Nostalgia for the Light by Patricio Guzmán
This six minute opening to Patricio Guzmán’s absorbing 2010 documentary is rich with images, sound and metaphor contrasting both light and dark and the esoteric and the mundane to set up a journey into seemingly unrelated topics – astronomy and the lost victims of Pinochet’s reign of terror in Chile.
http://www.theguardian.com/film/2012/jul/20/patricio-guzman-chile-master-documentary
The clip starts with beautifully shot images of an old brass telescope as it turns slowly into place to study the stars. There is no explanation or voice over just the rich noise as the cogs turn and grind. As the doors of the observatory slide open the image is flooded with light. This is the first example of how the filmmaker uses transitions to enrich the visual storytelling. As the screen is flooded with light Guzmán uses a cross-fade to a black and white image of the moon. The metaphor of dark and light continues with a sequence of images of the moon backed by an orchestral sound track that suggests both grandeur and wonder.
The final shot in this moon sequence powerfully shows how aware Guzmán is of his subject matter. Guzman uses another transition shot from the black and white of the moonscape to an abstract black and white image that then transitions into the movement of ordinary curtains on a window. Guzmán has moved us from the grandeur and light of space to the mundane of human existence and from the grind of cogs and wheels to the rustling of leaves and chirping of birds.
For the first time in the clip, Guzmán uses voiceover as he introduces himself, his love of astronomy and sets the scene of a simple, innocent Chile in the days before Pinochet. The camera lingers on household objects as he recalls those innocent days. He then takes us outside to a beautifully structured shot of a tree just off the middle of centre in front of a building. Again dark and light is used here with the dark, possibly ominous, door to the right and to the left, a white window covered with black bars.
Another transition is used now that becomes a key image for the film. Specks of dust appear to blow into the street as a cross fade of star dust fills the screen and one melancholy note of an oboe or a horn sounds. Guzmán now uses a series of images of the universe observed through telescopes to touch on the period of socialism in Chile before Pinochet. This was a time that saw astronomers flock to the dry clear skies above the Atacama desert. Guzmán doesn’t show us people or observatories, only stars. The soundtrack now suggests the swirling of space as the star specks swirl and he describes how this brief moment of socialist and scientific glory was abruptly interrupted by Pinochet’s coup d’état in 1973. At this point the soundtrack shifts from the sounds of space to that of wind in an empty desert as he recalls how this time of turmoil swept away ‘democracy, dreams and science’. This is a great example of how sound can add another layer to film experience.

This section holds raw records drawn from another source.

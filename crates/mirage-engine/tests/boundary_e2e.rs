use std::cell::RefCell;
use std::rc::Rc;

use mirage_engine::{
    BoundaryState, Callbacks, ErrorBoundary, LoaderConfig, Mount, Previewer, Target,
    VirtualFileSet,
};

#[derive(Default)]
struct Events {
    errors: Vec<String>,
    successes: usize,
}

fn boundary(
    events: &Rc<RefCell<Events>>,
) -> ErrorBoundary<Callbacks<impl FnMut(&str), impl FnMut()>> {
    let on_error = Rc::clone(events);
    let on_success = Rc::clone(events);
    ErrorBoundary::new(Callbacks::new(
        move |message: &str| on_error.borrow_mut().errors.push(message.to_string()),
        move || on_success.borrow_mut().successes += 1,
    ))
}

fn artifact(source: &str) -> VirtualFileSet {
    VirtualFileSet::single("App.tsx", source).unwrap()
}

#[test]
fn test_throwing_artifact_shows_fallback() {
    let events = Rc::new(RefCell::new(Events::default()));
    let mut boundary = boundary(&events);
    let previewer = Previewer::new(Target::Material, LoaderConfig::default());
    let broken = artifact("export default function App() { throw new Error(\"no rows\"); }");

    let mount = previewer.preview(&broken, &mut boundary);
    match &mount {
        Mount::Fallback(html) => {
            assert!(html.starts_with("<div role=\"alert\" class=\"mirage-error\">"), "{}", html);
            assert!(html.contains("<pre>Error: no rows</pre>"), "{}", html);
            assert!(html.contains("<small>App.tsx</small>"), "{}", html);
        }
        Mount::Rendered(html) => panic!("Expected fallback, rendered {}", html),
    }
    assert_eq!(boundary.state(), BoundaryState::Faulted);

    // Re-rendering the same artifact keeps the fallback without re-reporting
    let again = previewer.preview(&broken, &mut boundary);
    assert_eq!(again, mount);
    assert_eq!(events.borrow().errors, vec!["Error: no rows".to_string()]);
    assert_eq!(events.borrow().successes, 0);
}

#[test]
fn test_new_artifact_clears_fault() {
    let events = Rc::new(RefCell::new(Events::default()));
    let mut boundary = boundary(&events);
    let previewer = Previewer::new(Target::Html, LoaderConfig::default());

    let broken = artifact("import x from 'left-pad'; export default () => <p>{x}</p>;");
    assert!(!previewer.preview(&broken, &mut boundary).is_rendered());
    assert!(boundary.is_faulted());

    let fixed = artifact("export default () => <p>ok</p>;");
    let mount = previewer.preview(&fixed, &mut boundary);
    assert_eq!(mount, Mount::Rendered("<p>ok</p>".to_string()));
    assert_eq!(boundary.state(), BoundaryState::Clear);

    // Success is reported once per artifact
    previewer.preview(&fixed, &mut boundary);
    let events = events.borrow();
    assert_eq!(events.errors.len(), 1);
    assert!(events.errors[0].contains("left-pad"));
    assert_eq!(events.successes, 1);
}

#[test]
fn test_reset_retries_same_artifact() {
    let events = Rc::new(RefCell::new(Events::default()));
    let mut boundary = boundary(&events);
    let previewer = Previewer::new(Target::Html, LoaderConfig::default());
    let broken = artifact("export default () => { throw new Error(\"flaky\"); };");

    previewer.preview(&broken, &mut boundary);
    boundary.reset();
    assert_eq!(boundary.state(), BoundaryState::Clear);
    previewer.preview(&broken, &mut boundary);
    assert_eq!(events.borrow().errors.len(), 2);
}

#[test]
fn test_runaway_recursion_is_contained() {
    let events = Rc::new(RefCell::new(Events::default()));
    let mut boundary = boundary(&events);
    let config = LoaderConfig {
        max_call_depth: 32,
        ..LoaderConfig::default()
    };
    let previewer = Previewer::new(Target::Html, config);
    let looping = artifact("export default function Loop(props) { return <Loop {...props} />; }");

    let mount = previewer.preview(&looping, &mut boundary);
    assert!(!mount.is_rendered());
    assert!(boundary.is_faulted());
    assert_eq!(events.borrow().errors.len(), 1);
}

#[test]
fn test_runaway_recursion_at_default_depth_is_contained() {
    let events = Rc::new(RefCell::new(Events::default()));
    let mut boundary = boundary(&events);
    let previewer = Previewer::new(Target::Html, LoaderConfig::default());

    let deep = artifact(
        "function depth(n) { return n === 0 ? 0 : 1 + depth(n - 1); }\n\
         export default () => <p>{depth(90)}</p>;",
    );
    assert_eq!(
        previewer.preview(&deep, &mut boundary),
        Mount::Rendered("<p>90</p>".to_string())
    );

    let looping = artifact("export default function Loop(props) { return <Loop {...props} />; }");
    let mount = previewer.preview(&looping, &mut boundary);
    assert!(
        mount.html().contains("RangeError: Maximum call stack size exceeded"),
        "{}",
        mount.html()
    );

    let unbounded = artifact(
        "function down(n) { return down(n + 1); }\n\
         export const start = down(0);\n\
         export default () => <p>never</p>;",
    );
    let mount = previewer.preview(&unbounded, &mut boundary);
    assert!(
        mount.html().contains("RangeError: Maximum call stack size exceeded"),
        "{}",
        mount.html()
    );
    assert_eq!(events.borrow().errors.len(), 2);
}

#[test]
fn test_oversized_allocations_are_contained() {
    let events = Rc::new(RefCell::new(Events::default()));
    let mut boundary = boundary(&events);
    let previewer = Previewer::new(Target::Html, LoaderConfig::default());

    let huge_array = artifact(
        "const rows = Array.from({ length: 1e12 });\n\
         export default () => <p>{rows.length}</p>;",
    );
    let mount = previewer.preview(&huge_array, &mut boundary);
    assert!(
        mount.html().contains("RangeError: Invalid array length"),
        "{}",
        mount.html()
    );

    let huge_string = artifact("export default () => <p>{'ab'.repeat(1e12)}</p>;");
    let mount = previewer.preview(&huge_string, &mut boundary);
    assert!(
        mount.html().contains("RangeError: Invalid string length"),
        "{}",
        mount.html()
    );

    let padded = artifact("export default () => <p>{'7'.padStart(1e12, '0')}</p>;");
    let mount = previewer.preview(&padded, &mut boundary);
    assert!(
        mount.html().contains("RangeError: Invalid string length"),
        "{}",
        mount.html()
    );

    // The previewer stays usable afterwards
    let fine = artifact("export default () => <p>{'ab'.repeat(2)}</p>;");
    assert_eq!(
        previewer.preview(&fine, &mut boundary),
        Mount::Rendered("<p>abab</p>".to_string())
    );
    assert_eq!(events.borrow().errors.len(), 3);
}

#[test]
fn test_keyed_preview_stays_faulted_until_key_changes() {
    let events = Rc::new(RefCell::new(Events::default()));
    let mut boundary = boundary(&events);
    let previewer = Previewer::new(Target::Html, LoaderConfig::default());

    let broken = artifact("export default () => { throw new Error(\"draft\"); };");
    let mount = previewer.preview_as(&broken, "message-1", &mut boundary);
    assert!(!mount.is_rendered());
    assert_eq!(boundary.identity(), Some("message-1"));

    // Same key: the fallback stays even though the files changed
    let fixed = artifact("export default () => <p>done</p>;");
    let mount = previewer.preview_as(&fixed, "message-1", &mut boundary);
    assert!(!mount.is_rendered());
    assert!(boundary.is_faulted());

    let mount = previewer.preview_as(&fixed, "message-2", &mut boundary);
    assert_eq!(mount, Mount::Rendered("<p>done</p>".to_string()));
    assert_eq!(events.borrow().errors, vec!["Error: draft".to_string()]);
    assert_eq!(events.borrow().successes, 1);
}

The clip finishes with images of ruin and desolation closing on an abandoned observatory. The camera pans upward to the closed roof of the observatory mirroring the opening scene of the clip as Guzman tells us “One by one, the secrets of the sky began to fall upon us, like translucent rain”. Having watched the film this poetic phrase has real power as Guzman draws a rich parallel between these astronomical discoveries and the pain for the women of Chile whose own searches for their lost relatives have drawn less rewards. This is a rich and resonant opening six minutes that sets up a powerful, evocative and political story.